On the other hand, I was a teeny bit disappointed that we need didn't see much that resembled the classic series TARDIS. A seeming missed opportunity for, as some folks online have observed, they have built a replica set of the first console room from the docu-drama on the creation of the show coming later this year. However on reflection there are good reasons for this - the recreated original TARDIS set will have been made as a part of a larger set recreating the entire studio and as such would take a lot of work to make it look like a 'real' console room, plus there'd be additional expenses in creating corridors with designs to match etc.
However my other and more pressing concern was that this episode was to be written by Steve Thompson, who previously brought us The Curse of the Black Spot - which in fairness, was not an episode I hated but one I felt could have been better. Weighting up the two, pound for pound I'd say Journey to the Centre of the TARDIS is easily the stronger of the two, but there was the same kind of niggles in the script.
My main beef with this episode is the three space salvage brothers. Now some have said they could have been done away with completely and I think there is some truth in that. However as the Doctor and Clara were separated for much of the action, we did possibly need some one for Matt Smith to bounce ideas off. But that said, I could see this working better as a two-hander potentially with the TARDIS just being obtuse and not letting the Doctor find Clara.

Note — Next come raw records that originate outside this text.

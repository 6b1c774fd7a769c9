#![forbid(unsafe_code)]

//! Reference patterns shared by the end-to-end suites.

use std::cell::RefCell;
use std::rc::Rc;

use weft_charm::Pattern;
use weft_core::{Value, WishId};

/// Shared slot a wisher pattern writes its [`WishId`] into, so a test can
/// interrogate the wish after instantiation.
pub type WishHandle = Rc<RefCell<Option<WishId>>>;

/// A counter with a derived double and an `increment` handler.
///
/// Outputs: `count`, `doubled`.
#[must_use]
pub fn counter_pattern() -> Pattern {
    Pattern::new("counter", ["count", "doubled"], |b| {
        let count = b.cell("count", Value::Int(0));
        let doubled = b.derive("doubled", vec![count.into()], |vals| {
            Ok(Value::Int(vals[0].as_int().unwrap_or(0) * 2))
        })?;
        b.output("count", count);
        b.output("doubled", doubled);
        b.handler("increment", move |graph, payload| {
            let by = payload.as_int().unwrap_or(1);
            let current = graph
                .get(count)
                .map_err(|e| weft_core::EvalError::new(e.to_string()))?
                .as_int()
                .unwrap_or(0);
            graph
                .set(count, Value::Int(current + by))
                .map_err(|e| weft_core::EvalError::new(e.to_string()))?;
            Ok(())
        });
        Ok(())
    })
}

/// An instance that publishes a single constant output under `tag`.
///
/// Outputs: `out`.
#[must_use]
pub fn publisher_pattern(name: &str, tag: &str, value: i64) -> Pattern {
    let name = name.to_owned();
    let tag = tag.to_owned();
    Pattern::new(name, ["out"], move |b| {
        let cell = b.cell("out", Value::Int(value));
        b.output("out", cell);
        b.publish("out", &tag)?;
        Ok(())
    })
}

/// An instance that opens a wish for `tag` and exports nothing.
///
/// Returns the pattern and the handle its build writes the [`WishId`] into.
#[must_use]
pub fn wisher_pattern(tag: &str) -> (Pattern, WishHandle) {
    let tag = tag.to_owned();
    let handle: WishHandle = Rc::default();
    let slot = Rc::clone(&handle);
    let pattern = Pattern::new("wisher", [] as [&str; 0], move |b| {
        *slot.borrow_mut() = Some(b.wish(&tag)?);
        Ok(())
    });
    (pattern, handle)
}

However fascinating alternative plots aside, three brother is what we got. Now the concept of having one brother effectively tricked out his inheritance and duped into thinking he was an android is a fantastic concept for a subplot, indeed given all the folk tales and fairy stories about sets of three brothers to play with, it could have have been enough for an adventure in itself. But as a subplot, but it all felt rushed and tangential here. I think they should have gone either with the stealing a circuit and annoying the TARDIS plot strand or the android hoax - either on its own would have tightening the story up, but doing both made it feel somewhat cluttered.
I guess also that some will have been annoyed by having a big reset button end, but in fairness calling it out in the story itself as a big reset button in a cheeky fashion does somewhat off-set it for me. Furthermore the business with a crack in time, the TARDIS exploding, and all the hints about Clara may mean there is more to this story than first meets the eye. There may well be a big price tag on that bit of time-wimey trickery. Certainly I don't belief for a second that Clara has entirely forgotten the Doctor's the name...
However, despite all the carping above, I must say I did rather enjoy this episode. The trip into the TARDIS was fun, I loved hearing audio samples from the show's past leaking out the damaged console, and adored the Gallifreyan enclopedia being in liquid form. The time zombies were nicely creepy - like last week making a monster very effective by showing us it partially most of the time - and the reveal of what they actually were was quite ingenious. However ultimately, like his pirate adventure, I do feel this one wasn't quite all it could have been. But while Curse of the Black Spot was fun but forgettable, Journey of the Centre of the TARDIS is more a good episode that with a bit more polishing might have been a classic.